_What you need to do_.
Please output the entries below exactly as they are.

_Study material_.
*** Block opens ***

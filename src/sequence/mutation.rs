//! In-place operations.
//!
//! These are the only functions in the crate that modify their input. They
//! take `&mut [T]` when the length is preserved and `&mut Vec<T>` when
//! elements are removed.

/// Overwrites every element with `value`.
///
/// # Examples
///
/// ```rust
/// use rudash::sequence::fill;
///
/// let mut items = [1, 2, 3];
/// fill(&mut items, 0);
/// assert_eq!(items, [0, 0, 0]);
/// ```
pub fn fill<T: Clone>(items: &mut [T], value: T) {
    let length = items.len();
    fill_in_range(items, value, 0, length);
}

/// Overwrites the elements from `start` up to, but not including, `end`
/// with `value`. The range is clamped to the slice.
///
/// # Examples
///
/// ```rust
/// use rudash::sequence::fill_in_range;
///
/// let mut items = [4, 6, 8, 10];
/// fill_in_range(&mut items, 0, 1, 3);
/// assert_eq!(items, [4, 0, 0, 10]);
///
/// fill_in_range(&mut items, 1, 2, 99);
/// assert_eq!(items, [4, 0, 1, 1]);
/// ```
pub fn fill_in_range<T: Clone>(items: &mut [T], value: T, start: usize, end: usize) {
    let end = end.min(items.len());
    if start >= end {
        return;
    }
    items[start..end].fill(value);
}

/// Reverses the slice in place so the first element becomes the last.
///
/// # Examples
///
/// ```rust
/// use rudash::sequence::reverse;
///
/// let mut items = [1, 2, 3, 4];
/// reverse(&mut items);
/// assert_eq!(items, [4, 3, 2, 1]);
/// ```
pub fn reverse<T>(items: &mut [T]) {
    let length = items.len();
    for index in 0..length / 2 {
        items.swap(index, length - 1 - index);
    }
}

/// Removes every element equal to one of `values` and returns how many
/// elements were removed.
///
/// # Examples
///
/// ```rust
/// use rudash::sequence::pull;
///
/// let mut items = vec!['a', 'b', 'c', 'a', 'b', 'c'];
/// assert_eq!(pull(&mut items, &['a', 'c']), 4);
/// assert_eq!(items, vec!['b', 'b']);
/// ```
pub fn pull<T: PartialEq>(items: &mut Vec<T>, values: &[T]) -> usize {
    pull_all_with(items, values, |item, value| item == value)
}

/// Alias of [`pull`] taking the values to remove as a slice.
#[inline]
pub fn pull_all<T: PartialEq>(items: &mut Vec<T>, values: &[T]) -> usize {
    pull(items, values)
}

/// Removes every element that `comparison` judges equal to one of `values`
/// and returns how many elements were removed. The comparison receives
/// `(item, value)`.
///
/// # Examples
///
/// ```rust
/// use rudash::sequence::pull_all_with;
///
/// let mut points = vec![(1, 2), (3, 4), (5, 6)];
/// let removed = pull_all_with(&mut points, &[(3, 4)], |left, right| left == right);
/// assert_eq!(removed, 1);
/// assert_eq!(points, vec![(1, 2), (5, 6)]);
/// ```
pub fn pull_all_with<T, C>(items: &mut Vec<T>, values: &[T], mut comparison: C) -> usize
where
    C: FnMut(&T, &T) -> bool,
{
    let before = items.len();
    items.retain(|item| !values.iter().any(|value| comparison(item, value)));
    before - items.len()
}

/// Removes the elements at `indices` and returns them in their original
/// order. Indices out of range and duplicated indices are ignored.
///
/// # Examples
///
/// ```rust
/// use rudash::sequence::pull_at;
///
/// let mut items = vec!['a', 'b', 'c', 'd'];
/// let pulled = pull_at(&mut items, &[3, 1]);
/// assert_eq!(items, vec!['a', 'c']);
/// assert_eq!(pulled, vec!['b', 'd']);
/// ```
pub fn pull_at<T>(items: &mut Vec<T>, indices: &[usize]) -> Vec<T> {
    let (pulled, kept) = std::mem::take(items)
        .into_iter()
        .enumerate()
        .fold((Vec::new(), Vec::new()), |(mut pulled, mut kept), (index, item)| {
            if indices.contains(&index) {
                pulled.push(item);
            } else {
                kept.push(item);
            }
            (pulled, kept)
        });
    *items = kept;
    pulled
}

/// Removes every element the predicate accepts and returns the removed
/// elements in order.
///
/// # Examples
///
/// ```rust
/// use rudash::sequence::remove;
///
/// let mut items = vec![1, 2, 3, 4];
/// let evens = remove(&mut items, |value| value % 2 == 0);
/// assert_eq!(items, vec![1, 3]);
/// assert_eq!(evens, vec![2, 4]);
/// ```
pub fn remove<T, P>(items: &mut Vec<T>, mut predicate: P) -> Vec<T>
where
    P: FnMut(&T) -> bool,
{
    let (removed, kept): (Vec<T>, Vec<T>) =
        std::mem::take(items).into_iter().partition(|item| predicate(item));
    *items = kept;
    removed
}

*** Block closes ***

_Exercise response_.
filename src/sequence/mutation.rs
//! In-place operations.
//!
//! These are the only functions in the crate that modify their input. They
//! take `&mut [T]` when the length is preserved and `&mut Vec<T>` when
//! elements are removed.

/// Overwrites every element with `value`.
///
/// # Examples
///
/// ```rust
/// use rudash::sequence::fill;
///
/// let mut items = [1, 2, 3];
/// fill(&mut items, 0);
/// assert_eq!(items, [0, 0, 0]);
/// ```
pub fn fill<T: Clone>(items: &mut [T], value: T) {
    let length = items.len();
    fill_in_range(items, value, 0, length);
}

/// Overwrites the elements from `start` up to, but not including, `end`
/// with `value`. The range is clamped to the slice.
///
/// # Examples
///
/// ```rust
/// use rudash::sequence::fill_in_range;
///
/// let mut items = [4, 6, 8, 10];
/// fill_in_range(&mut items, 0, 1, 3);
/// assert_eq!(items, [4, 0, 0, 10]);
///
/// fill_in_range(&mut items, 1, 2, 99);
/// assert_eq!(items, [4, 0, 1, 1]);
/// ```
pub fn fill_in_range<T: Clone>(items: &mut [T], value: T, start: usize, end: usize) {
    let end = end.min(items.len());
    if start >= end {
        return;
    }
    items[start..end].fill(value);
}

/// Reverses the slice in place so the first element becomes the last.
///
/// # Examples
///
/// ```rust
/// use rudash::sequence::reverse;
///
/// let mut items = [1, 2, 3, 4];
/// reverse(&mut items);
/// assert_eq!(items, [4, 3, 2, 1]);
/// ```
pub fn reverse<T>(items: &mut [T]) {
    let length = items.len();
    for index in 0..length / 2 {
        items.swap(index, length - 1 - index);
    }
}

/// Removes every element equal to one of `values` and returns how many
/// elements were removed.
///
/// # Examples
///
/// ```rust
/// use rudash::sequence::pull;
///
/// let mut items = vec!['a', 'b', 'c', 'a', 'b', 'c'];
/// assert_eq!(pull(&mut items, &['a', 'c']), 4);
/// assert_eq!(items, vec!['b', 'b']);
/// ```
pub fn pull<T: PartialEq>(items: &mut Vec<T>, values: &[T]) -> usize {
    pull_all_with(items, values, |item, value| item == value)
}

/// Alias of [`pull`] taking the values to remove as a slice.
#[inline]
pub fn pull_all<T: PartialEq>(items: &mut Vec<T>, values: &[T]) -> usize {
    pull(items, values)
}

/// Removes every element that `comparison` judges equal to one of `values`
/// and returns how many elements were removed. The comparison receives
/// `(item, value)`.
///
/// # Examples
///
/// ```rust
/// use rudash::sequence::pull_all_with;
///
/// let mut points = vec![(1, 2), (3, 4), (5, 6)];
/// let removed = pull_all_with(&mut points, &[(3, 4)], |left, right| left == right);
/// assert_eq!(removed, 1);
/// assert_eq!(points, vec![(1, 2), (5, 6)]);
/// ```
pub fn pull_all_with<T, C>(items: &mut Vec<T>, values: &[T], mut comparison: C) -> usize
where
    C: FnMut(&T, &T) -> bool,
{
    let before = items.len();
    items.retain(|item| !values.iter().any(|value| comparison(item, value)));
    before - items.len()
}

/// Removes the elements at `indices` and returns them in their original
/// order. Indices out of range and duplicated indices are ignored.
///
/// # Examples
///
/// ```rust
/// use rudash::sequence::pull_at;
///
/// let mut items = vec!['a', 'b', 'c', 'd'];
/// let pulled = pull_at(&mut items, &[3, 1]);
/// assert_eq!(items, vec!['a', 'c']);
/// assert_eq!(pulled, vec!['b', 'd']);
/// ```
pub fn pull_at<T>(items: &mut Vec<T>, indices: &[usize]) -> Vec<T> {
    let (pulled, kept) = std::mem::take(items)
        .into_iter()
        .enumerate()
        .fold((Vec::new(), Vec::new()), |(mut pulled, mut kept), (index, item)| {
            if indices.contains(&index) {
                pulled.push(item);
            } else {
                kept.push(item);
            }
            (pulled, kept)
        });
    *items = kept;
    pulled
}

/// Removes every element the predicate accepts and returns the removed
/// elements in order.
///
/// # Examples
///
/// ```rust
/// use rudash::sequence::remove;
///
/// let mut items = vec![1, 2, 3, 4];
/// let evens = remove(&mut items, |value| value % 2 == 0);
/// assert_eq!(items, vec![1, 3]);
/// assert_eq!(evens, vec![2, 4]);
/// ```
pub fn remove<T, P>(items: &mut Vec<T>, mut predicate: P) -> Vec<T>
where
    P: FnMut(&T) -> bool,
{
    let (removed, kept): (Vec<T>, Vec<T>) =
        std::mem::take(items).into_iter().partition(|item| predicate(item));
    *items = kept;
    removed
}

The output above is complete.